La competizione internazionale oggi avviene sugli investimenti per le gigafactory per le batterie, per i materiali e le componenti della trazione elettrica. Su questo terreno bisognerebbe saper spendere bene i fondi europei per il Pnrr in Italia

Il Parlamento europeo ha dato il via libera definitiva alla tempistica che metterà fuori mercato le auto a benzina o diesel: stop alle immatricolazioni dal 2035. La destra urla, compatta e furibonda. Matteo Salvini parla di decisione “folle”. La destra è unita, ma la sinistra balbetta sul suo ruolo, non comprendendo che è proprio sulla Green economy che si gioca la contrapposizione destra/sinistra. Ma una critica sulle scelte europee arriva anche dagli ambientalisti: non c’è abbastanza coraggio sulle misure che riguardano i camion che, pur rappresentando solo il 2% del circolante, sono responsabili di oltre il 30% di emissioni di Co2


L’articolo di MASSIMO SCALIA

CHISSA SE QUELLI che pensano di essere la “vera sinistra” si convinceranno. Eppure, mai coro fu più uniforme e a voce spiegata di quello intonato dalla Destra europea contro lo stop alle auto a benzina e diesel entro il 2035. È sullo scontro in ordine alle grandi politiche industriali ed energetiche, sulla green economy che si gioca la discriminante destra/sinistra. È così da almeno trent’anni, ma i guardiani dell’ortodossia — la “vera sinistra — continuano a guardare al “sociale” come dirimente. Peccato che sul lavoro, auto impugnato come marchio distintivo, non sono riusciti neanche a far arginare quello stillicidio di morti “bianche” che piangiamo ogni giorno, e su tutti gli altri temi del “pacchetto sociale” il timore di pestare i piedi alle “forze produttive” li rende imbelli o, quando va bene, alcune leghe indietro al magistero di Papa Francesco. “Popolo di dura cervice”, sono rimasti al Vecchio Testamento e da decenni guardano con stizzoso fastidio al Nuovo.

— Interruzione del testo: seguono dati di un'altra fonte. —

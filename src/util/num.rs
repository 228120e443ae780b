use crate::{ast::BinaryOperator, error::RuntimeError, interpreter::evaluator::core::EvalResult};

/// Widens an integer to `f32`.
///
/// Integers beyond `2^24` in magnitude round to the nearest representable
/// float.
///
/// ## Example
/// ```
/// use calc::util::num::i64_to_f32;
///
/// assert_eq!(i64_to_f32(-7), -7.0);
/// assert_eq!(i64_to_f32(16_777_217), 16_777_216.0);
/// ```
#[allow(clippy::cast_precision_loss)]
#[must_use]
pub const fn i64_to_f32(value: i64) -> f32 {
    value as f32
}

/// Truncates a float exponent to a whole iteration count.
///
/// NaN truncates to `0` and out-of-range values saturate at the `i64`
/// bounds.
///
/// ## Example
/// ```
/// use calc::util::num::f32_to_count;
///
/// assert_eq!(f32_to_count(3.9), 3);
/// assert_eq!(f32_to_count(-1.5), -1);
/// assert_eq!(f32_to_count(f32::NAN), 0);
/// ```
#[allow(clippy::cast_possible_truncation)]
#[must_use]
pub fn f32_to_count(value: f32) -> i64 {
    value.trunc() as i64
}

/// Safely converts a non-negative `i64` exponent to `u32`.
///
/// ## Errors
/// Returns `Overflow` for `op` if the value exceeds `u32::MAX`; no `i64`
/// raised to such a power (other than 0, 1 and -1) fits in 64 bits.
///
/// ## Example
/// ```
/// use calc::{ast::BinaryOperator, error::RuntimeError, util::num::i64_to_u32_checked};
///
/// assert_eq!(i64_to_u32_checked(45, BinaryOperator::Pow).unwrap(), 45);
///
/// let err = i64_to_u32_checked(i64::MAX, BinaryOperator::Pow).unwrap_err();
/// assert!(matches!(err, RuntimeError::Overflow { .. }));
/// ```
pub fn i64_to_u32_checked(value: i64, operator: BinaryOperator) -> EvalResult<u32> {
    u32::try_from(value).map_err(|_| RuntimeError::Overflow { operator })
}
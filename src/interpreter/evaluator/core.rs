use crate::{
    ast::{Node, NodeId, Tree},
    error::RuntimeError,
    interpreter::{config::ExponentMode, value::Value},
};

/// Result type used by the evaluator.
///
/// All evaluation functions return either a value of type `T` or a
/// `RuntimeError` describing the failure.
pub type EvalResult<T> = Result<T, RuntimeError>;

/// Stores the evaluation settings.
///
/// The context holds no per-line state: the tree is only read, never
/// rewritten, and it is discarded with the transient arena afterwards.
#[derive(Debug, Clone, Copy, Default)]
pub struct Context {
    /// How `**` is computed.
    pub exponent: ExponentMode,
}

impl Context {
    /// Creates a context using the given exponentiation semantics.
    #[must_use]
    pub const fn new(exponent: ExponentMode) -> Self {
        Self { exponent }
    }

    /// Reduces the subtree rooted at `node` to a single value.
    ///
    /// Both children of a binary node are evaluated first, left then right,
    /// and the operator is applied to their values. Promotion to float is
    /// decided separately at every node, so a float only affects the
    /// operations that consume it on its way up to the root.
    ///
    /// # Errors
    /// - `MalformedTree` if a node is missing or a leaf holds an operator.
    /// - `Overflow` if integer arithmetic overflows.
    ///
    /// # Example
    /// ```
    /// use calc::{
    ///     arena::Arena,
    ///     ast::Tree,
    ///     interpreter::{
    ///         evaluator::core::Context, lexer::Lexer, parser::core::parse_line, value::Value,
    ///     },
    /// };
    ///
    /// let mut arena = Arena::new("transient", 1024);
    /// let mut tree = Tree::new();
    /// let root = parse_line(&mut Lexer::new("7 / 2 + 1", 32), &mut arena, &mut tree).unwrap()
    ///                                                                             .unwrap();
    ///
    /// assert_eq!(Context::default().eval(&tree, root).unwrap(), Value::Float(4.5));
    /// ```
    pub fn eval(&self, tree: &Tree, node: NodeId) -> EvalResult<Value> {
        match tree.get(node).ok_or(RuntimeError::MalformedTree { node })? {
            Node::Literal(token) => Value::from_literal(token, node),
            Node::Binary { operator, left, right } => {
                let op = operator.as_operator()
                                 .ok_or(RuntimeError::MalformedTree { node })?;
                let left = self.eval(tree, *left)?;
                let right = self.eval(tree, *right)?;

                let value = self.eval_binary(op, left, right)?;
                tracing::trace!(%node, %op, %value, "reduced");

                Ok(value)
            },
        }
    }
}
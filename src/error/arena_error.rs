/// Result type for arena operations.
pub type ArenaResult<T> = Result<T, ArenaError>;

#[derive(Debug, Clone, PartialEq, Eq)]
/// Represents all errors that can occur while allocating from an arena.
pub enum ArenaError {
    /// The request does not fit in the remaining capacity.
    CapacityExceeded {
        /// Name of the exhausted arena.
        arena:     &'static str,
        /// Number of bytes requested, before rounding.
        requested: usize,
        /// Bytes already in use when the request was made.
        used:      usize,
        /// Total capacity of the arena.
        capacity:  usize,
    },
}

impl std::fmt::Display for ArenaError {
    fn fmt(&self, f: &mut std::fmt::Formatter<'_>) -> std::fmt::Result {
        match self {
            Self::CapacityExceeded { arena,
                                     requested,
                                     used,
                                     capacity, } => write!(f,
                                                           "Error: Out of memory in the {arena} arena: requested {requested} bytes with {used} of {capacity} in use."),
        }
    }
}

impl std::error::Error for ArenaError {}
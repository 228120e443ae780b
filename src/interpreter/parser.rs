/// Precedence climbing over binary operators.
///
/// Builds left-associative binary nodes, consuming an operator only while its
/// precedence reaches the current minimum.
pub mod binary;

/// Entry point for parsing one line.
///
/// Handles empty input and rejects tokens left over after the expression.
pub mod core;
use std::{fs, path::Path};

use calc::interpreter::{config::EvalConfig, session::Session};
use walkdir::WalkDir;

/// Renders every `*.in` line under `tests/operations` and compares it with the
/// matching `*.out` file, the way the binary would print it.
#[test]
fn operation_fixtures() {
    let root = Path::new(env!("CARGO_MANIFEST_DIR")).join("tests/operations");
    let mut session = Session::new(EvalConfig::default()).unwrap();
    let mut checked = 0;

    for entry in WalkDir::new(&root).sort_by_file_name()
                                    .into_iter()
                                    .filter_map(Result::ok)
                                    .filter(|e| e.path().extension().is_some_and(|ext| ext == "in"))
    {
        let input_path = entry.path();
        let expected_path = input_path.with_extension("out");

        let input = fs::read_to_string(input_path).unwrap();
        let expected = fs::read_to_string(&expected_path).unwrap_or_else(|e| {
                                                            panic!("missing {}: {e}",
                                                                   expected_path.display())
                                                        });

        let mut actual = String::new();
        for line in input.lines() {
            if let Some(output) = session.render(line.trim_end()) {
                actual.push_str(output);
                actual.push('\n');
            }
        }

        assert_eq!(actual.trim_end(),
                   expected.trim_end(),
                   "fixture {} produced the wrong output",
                   input_path.display());
        checked += 1;
    }

    assert!(checked > 0, "no fixtures found in {}", root.display());
}
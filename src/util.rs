/// Numeric conversion helpers.
///
/// This module gathers the casts between `i64`, `u32`, and `f32` that the
/// evaluator needs, so each lossy or checked conversion is written once.
pub mod num;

Che il Mascellone dell’Eni se ne fotta della salute degli Italiani, l’ha eretto a suo business. I dati del Pm2.5 di Milano, come di gran parte della “Padania” fanno rabbrividire, anche a sottrarre il contributo dovuto al riscaldamento, ed ecco lì Salvini a sbraitare: «Decisione folle e sconcertante, contro le industrie e i lavoratori italiani ed europei, a tutto vantaggio delle imprese e degli interessi cinesi. Ideologia, ignoranza o malafede?» (Ansa, Roma, 14 febbraio) Tutto d’un fiato! Lasciando perdere la rivoluzione industriale “green” che è stata lanciata in California, notoriamente subdola alleata dei Cinesi, basta guardare all’India, quarto mercato dell’auto nel mondo, dove il governo di destra ha già scelto la stessa data per lo stop all’immatricolazione di auto a combustibili fossili. Ehi Lumbard, che figura di m… proponi di far fare alla tua sacra alleanza!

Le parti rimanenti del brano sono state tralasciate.